In 1981, he patented Electron Cyclotron Current Drive (ECCD) with Nathaniel Fisch. ECCD is an important means of creating current flows in toroidal magnetic confinement fusion devices, such as tokamaks and stellarators.

In 1982, Boozer was elected a Fellow of the American Physical Society (APS). In 1989, he was elected to external scientific membership in the German Max Planck Society. From 1998 to 2001 he chaired the APS's Division of Plasma Physics.

In 2010, he received the Hannes Alfvén Prize with Jürgen Nührenberg for "the formulation and practical application of criteria allowing stellarators to have good fast-particle and neoclassical energy confinement".

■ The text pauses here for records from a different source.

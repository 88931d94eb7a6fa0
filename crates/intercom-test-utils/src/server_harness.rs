//! Test server harness for E2E testing
//!
//! Provides `TestIntercomServer` for spawning real intercom server instances
//! in tests, backed by any `MediaBridge`.

use intercom_service::bridge::MediaBridge;
use intercom_service::config::Config;
use intercom_service::directory::{LivenessThresholds, SessionDirectory};
use intercom_service::routes::{self, AppState};
use intercom_service::serializer::RequestSerializer;
use intercom_service::services::Orchestrator;
use metrics_exporter_prometheus::PrometheusBuilder;
use std::collections::HashMap;
use std::net::SocketAddr;
use std::sync::Arc;
use tokio::task::JoinHandle;

/// Test harness for spawning the intercom server in E2E tests.
///
/// # Example
/// ```rust,ignore
/// let server = TestIntercomServer::spawn(Arc::new(MockBridge::new())).await?;
/// let response = reqwest::get(format!("{}/health", server.url())).await?;
/// assert_eq!(response.status(), 200);
/// ```
pub struct TestIntercomServer {
    addr: SocketAddr,
    orchestrator: Arc<Orchestrator>,
    config: Config,
    _handle: JoinHandle<()>,
}

impl TestIntercomServer {
    /// Spawn a server on a random local port with default configuration.
    pub async fn spawn(bridge: Arc<dyn MediaBridge>) -> Result<Self, anyhow::Error> {
        Self::spawn_with_vars(bridge, HashMap::new()).await
    }

    /// Spawn a server, overriding configuration variables with `overrides`.
    pub async fn spawn_with_vars(
        bridge: Arc<dyn MediaBridge>,
        overrides: HashMap<String, String>,
    ) -> Result<Self, anyhow::Error> {
        let mut vars = HashMap::from([
            (
                "BRIDGE_URL".to_string(),
                "http://bridge.invalid/conferences".to_string(),
            ),
            ("BIND_ADDRESS".to_string(), "127.0.0.1:0".to_string()),
        ]);
        vars.extend(overrides);

        let config = Config::from_vars(&vars)
            .map_err(|e| anyhow::anyhow!("Failed to create config: {}", e))?;

        let directory = Arc::new(SessionDirectory::in_memory(LivenessThresholds {
            active: config.session_active_threshold,
            disconnect: config.session_disconnect_threshold,
        }));
        let orchestrator = Arc::new(
            Orchestrator::new(bridge, directory, RequestSerializer::new())
                .with_endpoint_idle_timeout(config.endpoint_idle_timeout_seconds),
        );

        let state = Arc::new(AppState {
            orchestrator: Arc::clone(&orchestrator),
            config: config.clone(),
        });

        // A local recorder handle; the global recorder is left alone so
        // parallel tests do not fight over it.
        let metrics_handle = PrometheusBuilder::new().build_recorder().handle();
        let app = routes::build_routes(state, metrics_handle);

        let listener = tokio::net::TcpListener::bind("127.0.0.1:0")
            .await
            .map_err(|e| anyhow::anyhow!("Failed to bind test server: {}", e))?;

        let addr = listener
            .local_addr()
            .map_err(|e| anyhow::anyhow!("Failed to get local address: {}", e))?;

        let handle = tokio::spawn(async move {
            let make_service = app.into_make_service_with_connect_info::<SocketAddr>();
            if let Err(e) = axum::serve(listener, make_service).await {
                eprintln!("Test server error: {}", e);
            }
        });

        Ok(Self {
            addr,
            orchestrator,
            config,
            _handle: handle,
        })
    }

    /// Get the base URL of the test server.
    pub fn url(&self) -> String {
        format!("http://{}", self.addr)
    }

    pub fn addr(&self) -> SocketAddr {
        self.addr
    }

    /// The orchestrator behind the routes, for direct state inspection.
    pub fn orchestrator(&self) -> &Arc<Orchestrator> {
        &self.orchestrator
    }

    pub fn config(&self) -> &Config {
        &self.config
    }
}

impl Drop for TestIntercomServer {
    fn drop(&mut self) {
        self._handle.abort();
    }
}
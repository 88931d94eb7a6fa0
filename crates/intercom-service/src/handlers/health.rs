//! Liveness probe.

/// Returns "OK" while the process is serving. Checks no dependencies.
pub async fn health_check() -> &'static str {
    "OK"
}

#[cfg(test)]
mod tests {
    use super::*;

    #[tokio::test]
    async fn test_health_check_is_ok() {
        assert_eq!(health_check().await, "OK");
    }
}
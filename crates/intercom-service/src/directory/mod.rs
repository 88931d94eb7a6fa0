//! Session directory.
//!
//! Owns productions (through a [`ProductionStore`]) and user sessions, tracks
//! session liveness and wakes long-pollers when the participant picture
//! changes.
//!
//! # Session liveness
//!
//! ```text
//! created -> active <-> inactive -> expired
//!               \___________\________-> deleted
//! ```
//!
//! - active: `last_seen` within the active threshold (10s)
//! - inactive: within the disconnect threshold (30s); still listed
//! - expired: beyond it; hidden from listings and reaped by `sweep`
//!
//! WHIP/WHEP sessions are always active and never reaped; they end on DELETE.

mod notify;
mod store;

pub use notify::{ChangeNotifier, ChangeWaiter};
pub use store::{InMemoryProductionStore, Line, NewLine, Production, ProductionStore};

use crate::bridge::EndpointDescription;
use crate::errors::IntercomError;
use chrono::{DateTime, Utc};
use common::types::{LineId, ProductionId, SessionId};
use serde::Serialize;
use std::collections::HashMap;
use std::sync::{Arc, Mutex, MutexGuard, PoisonError};
use std::time::Duration;
use tokio::time::Instant;
use tracing::{debug, info};

/// How the session was negotiated.
#[derive(Debug, Clone, Copy, PartialEq, Eq, Serialize)]
#[serde(rename_all = "lowercase")]
pub enum SessionKind {
    /// Broker offers, client answers and heartbeats.
    Legacy,
    Whip,
    Whep,
}

impl SessionKind {
    pub fn as_str(&self) -> &'static str {
        match self {
            SessionKind::Legacy => "legacy",
            SessionKind::Whip => "whip",
            SessionKind::Whep => "whep",
        }
    }
}

#[derive(Debug, Clone, Copy, PartialEq, Eq)]
pub enum Liveness {
    Active,
    Inactive,
    Expired,
}

#[derive(Debug, Clone, Copy, PartialEq, Eq)]
pub struct LivenessThresholds {
    pub active: Duration,
    pub disconnect: Duration,
}

impl Default for LivenessThresholds {
    fn default() -> Self {
        Self {
            active: Duration::from_secs(10),
            disconnect: Duration::from_secs(30),
        }
    }
}

#[derive(Debug, Clone)]
pub struct UserSession {
    pub session_id: SessionId,
    pub production_id: ProductionId,
    pub line_id: LineId,
    pub name: String,
    pub conference_id: String,
    pub endpoint_id: String,
    /// Last description sent to (or received from) the bridge.
    pub description: EndpointDescription,
    pub kind: SessionKind,
    pub created_at: DateTime<Utc>,
    pub last_seen: Instant,
}

impl UserSession {
    pub fn liveness(&self, now: Instant, thresholds: &LivenessThresholds) -> Liveness {
        if self.kind != SessionKind::Legacy {
            return Liveness::Active;
        }
        let idle = now.saturating_duration_since(self.last_seen);
        if idle <= thresholds.active {
            Liveness::Active
        } else if idle <= thresholds.disconnect {
            Liveness::Inactive
        } else {
            Liveness::Expired
        }
    }
}

/// Input for [`SessionDirectory::create_user_session`].
#[derive(Debug, Clone)]
pub struct NewSession {
    pub session_id: SessionId,
    pub production_id: ProductionId,
    pub line_id: LineId,
    pub name: String,
    pub conference_id: String,
    pub endpoint_id: String,
    pub description: EndpointDescription,
    pub kind: SessionKind,
}

/// A session as shown in participant listings.
#[derive(Debug, Clone, PartialEq, Eq, Serialize)]
#[serde(rename_all = "camelCase")]
pub struct Participant {
    pub session_id: SessionId,
    pub name: String,
    pub is_active: bool,
}

#[derive(Debug, Clone, Copy, Default, PartialEq, Eq)]
pub struct SessionCounts {
    pub active: usize,
    pub inactive: usize,
    pub expired: usize,
}

/// Outcome of one [`SessionDirectory::sweep`].
#[derive(Debug, Clone)]
pub struct SweepReport {
    /// Counts of the sessions left after reaping.
    pub counts: SessionCounts,
    pub reaped: Vec<UserSession>,
    pub notified: bool,
}

#[derive(Debug, Default)]
struct SessionState {
    sessions: HashMap<SessionId, UserSession>,
    last_counts: SessionCounts,
}

pub struct SessionDirectory {
    store: Arc<dyn ProductionStore>,
    state: Mutex<SessionState>,
    notifier: ChangeNotifier,
    thresholds: LivenessThresholds,
}

impl SessionDirectory {
    pub fn new(store: Arc<dyn ProductionStore>, thresholds: LivenessThresholds) -> Self {
        Self {
            store,
            state: Mutex::new(SessionState::default()),
            notifier: ChangeNotifier::new(),
            thresholds,
        }
    }

    /// Directory backed by an [`InMemoryProductionStore`].
    pub fn in_memory(thresholds: LivenessThresholds) -> Self {
        Self::new(Arc::new(InMemoryProductionStore::new()), thresholds)
    }

    pub fn notifier(&self) -> &ChangeNotifier {
        &self.notifier
    }

    fn lock(&self) -> MutexGuard<'_, SessionState> {
        self.state.lock().unwrap_or_else(PoisonError::into_inner)
    }

    // ------------------------------------------------------------------
    // Productions and lines
    // ------------------------------------------------------------------

    pub async fn create_production(
        &self,
        name: String,
        lines: Vec<NewLine>,
    ) -> Result<Production, IntercomError> {
        self.store.create_production(name, lines).await
    }

    pub async fn get_production(&self, id: ProductionId) -> Result<Production, IntercomError> {
        self.store.get_production(id).await
    }

    pub async fn list_productions(&self) -> Result<Vec<Production>, IntercomError> {
        self.store.list_productions().await
    }

    /// Delete a production and every session attached to it. Returns the
    /// removed sessions so their bridge endpoints can be expired.
    pub async fn delete_production(
        &self,
        id: ProductionId,
    ) -> Result<Vec<UserSession>, IntercomError> {
        self.store.delete_production(id).await?;
        Ok(self.remove_sessions_where(|s| s.production_id == id))
    }

    pub async fn add_line(&self, id: ProductionId, line: NewLine) -> Result<Line, IntercomError> {
        self.store.add_line(id, line).await
    }

    pub async fn rename_line(
        &self,
        id: ProductionId,
        line_id: LineId,
        name: String,
    ) -> Result<Line, IntercomError> {
        self.store.rename_line(id, line_id, name).await
    }

    /// Delete a line and its sessions. Returns the removed sessions.
    pub async fn delete_line(
        &self,
        id: ProductionId,
        line_id: LineId,
    ) -> Result<Vec<UserSession>, IntercomError> {
        self.store.delete_line(id, line_id).await?;
        Ok(self.remove_sessions_where(|s| s.production_id == id && s.line_id == line_id))
    }

    pub async fn get_line(&self, id: ProductionId, line_id: LineId) -> Result<Line, IntercomError> {
        self.store
            .get_production(id)
            .await?
            .line(line_id)
            .cloned()
            .ok_or_else(|| IntercomError::LineNotFound(line_id.to_string()))
    }

    /// The only writer of `Line::bridge_conference_id`. Callers go through
    /// the serialized allocation path in the orchestrator.
    pub async fn set_line_conference_id(
        &self,
        id: ProductionId,
        line_id: LineId,
        conference_id: String,
    ) -> Result<(), IntercomError> {
        self.store
            .set_line_conference_id(id, line_id, conference_id)
            .await
    }

    // ------------------------------------------------------------------
    // Sessions
    // ------------------------------------------------------------------

    pub fn create_user_session(&self, new: NewSession) -> UserSession {
        let session = UserSession {
            session_id: new.session_id,
            production_id: new.production_id,
            line_id: new.line_id,
            name: new.name,
            conference_id: new.conference_id,
            endpoint_id: new.endpoint_id,
            description: new.description,
            kind: new.kind,
            created_at: Utc::now(),
            last_seen: Instant::now(),
        };
        self.lock()
            .sessions
            .insert(session.session_id, session.clone());

        debug!(
            target: "intercom.directory",
            session_id = %session.session_id,
            kind = session.kind.as_str(),
            "Session created"
        );
        self.notifier.notify();
        session
    }

    pub fn get_session(&self, session_id: SessionId) -> Result<UserSession, IntercomError> {
        self.lock()
            .sessions
            .get(&session_id)
            .cloned()
            .ok_or_else(|| IntercomError::SessionNotFound(session_id.to_string()))
    }

    /// Store the negotiated description and refresh `last_seen`.
    pub fn update_session_endpoint(
        &self,
        session_id: SessionId,
        description: EndpointDescription,
    ) -> Result<(), IntercomError> {
        let mut state = self.lock();
        let session = state
            .sessions
            .get_mut(&session_id)
            .ok_or_else(|| IntercomError::SessionNotFound(session_id.to_string()))?;
        session.description = description;
        session.last_seen = Instant::now();
        Ok(())
    }

    pub fn record_heartbeat(&self, session_id: SessionId, now: Instant) -> Result<(), IntercomError> {
        let mut state = self.lock();
        let session = state
            .sessions
            .get_mut(&session_id)
            .ok_or_else(|| IntercomError::SessionNotFound(session_id.to_string()))?;
        session.last_seen = now;
        Ok(())
    }

    pub fn delete_user_session(&self, session_id: SessionId) -> Result<UserSession, IntercomError> {
        let removed = self
            .lock()
            .sessions
            .remove(&session_id)
            .ok_or_else(|| IntercomError::SessionNotFound(session_id.to_string()))?;

        debug!(target: "intercom.directory", session_id = %session_id, "Session deleted");
        self.notifier.notify();
        Ok(removed)
    }

    fn remove_sessions_where(&self, predicate: impl Fn(&UserSession) -> bool) -> Vec<UserSession> {
        let removed: Vec<UserSession> = {
            let mut state = self.lock();
            let ids: Vec<SessionId> = state
                .sessions
                .values()
                .filter(|&s| predicate(s))
                .map(|s| s.session_id)
                .collect();
            ids.iter()
                .filter_map(|id| state.sessions.remove(id))
                .collect()
        };
        if !removed.is_empty() {
            self.notifier.notify();
        }
        removed
    }

    /// Non-expired sessions on a line, oldest first.
    pub fn get_users_for_line(&self, production_id: ProductionId, line_id: LineId) -> Vec<Participant> {
        self.users_for_line_at(production_id, line_id, Instant::now())
    }

    fn users_for_line_at(
        &self,
        production_id: ProductionId,
        line_id: LineId,
        now: Instant,
    ) -> Vec<Participant> {
        let state = self.lock();
        let mut sessions: Vec<(&UserSession, Liveness)> = state
            .sessions
            .values()
            .filter(|s| s.production_id == production_id && s.line_id == line_id)
            .map(|s| (s, s.liveness(now, &self.thresholds)))
            .filter(|(_, liveness)| *liveness != Liveness::Expired)
            .collect();
        sessions.sort_by_key(|(s, _)| s.created_at);

        sessions
            .into_iter()
            .map(|(s, liveness)| Participant {
                session_id: s.session_id,
                name: s.name.clone(),
                is_active: liveness == Liveness::Active,
            })
            .collect()
    }

    /// Wait for the next change notification, or `timeout`, then return the
    /// line's current participants.
    pub async fn wait_for_users_change(
        &self,
        production_id: ProductionId,
        line_id: LineId,
        timeout: Duration,
    ) -> Vec<Participant> {
        let mut waiter = self.notifier.subscribe();
        if tokio::time::timeout(timeout, waiter.changed()).await.is_err() {
            debug!(target: "intercom.directory", "Participant long-poll timed out");
        }
        drop(waiter);
        self.get_users_for_line(production_id, line_id)
    }

    pub fn session_counts(&self) -> SessionCounts {
        let now = Instant::now();
        let state = self.lock();
        count_sessions(state.sessions.values(), now, &self.thresholds)
    }

    /// Reap expired legacy sessions and notify waiters when the aggregate
    /// counts changed or anything was reaped. Reaped sessions are returned so
    /// their bridge endpoints can be released.
    pub fn sweep(&self, now: Instant) -> SweepReport {
        let (counts, reaped, changed) = {
            let mut state = self.lock();
            let thresholds = self.thresholds;

            let expired: Vec<SessionId> = state
                .sessions
                .iter()
                .filter(|(_, s)| s.liveness(now, &thresholds) == Liveness::Expired)
                .map(|(id, _)| *id)
                .collect();
            let reaped: Vec<UserSession> = expired
                .iter()
                .filter_map(|id| state.sessions.remove(id))
                .collect();

            let counts = count_sessions(state.sessions.values(), now, &thresholds);
            let changed = counts != state.last_counts;
            state.last_counts = counts;
            (counts, reaped, changed)
        };

        if !reaped.is_empty() {
            info!(target: "intercom.directory", reaped = reaped.len(), "Reaped expired sessions");
        }
        let notified = changed || !reaped.is_empty();
        if notified {
            self.notifier.notify();
        }
        SweepReport {
            counts,
            reaped,
            notified,
        }
    }
}

fn count_sessions<'a>(
    sessions: impl Iterator<Item = &'a UserSession>,
    now: Instant,
    thresholds: &LivenessThresholds,
) -> SessionCounts {
    let mut counts = SessionCounts::default();
    for session in sessions {
        match session.liveness(now, thresholds) {
            Liveness::Active => counts.active += 1,
            Liveness::Inactive => counts.inactive += 1,
            Liveness::Expired => counts.expired += 1,
        }
    }
    counts
}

In 2018, he was a Founding Principal Investigator on the Simons Collaboration on Hidden Symmetries and Fusion Energy.

==Education==
- Ph.D., physics, Cornell University, 1970.
- Bachelor-of-arts degree in physics from the University of Virginia in 1966
- Elected to Phi Beta Kappa as an undergraduate and received Woodrow Wilson and National Science Foundation fellowships as a graduate student.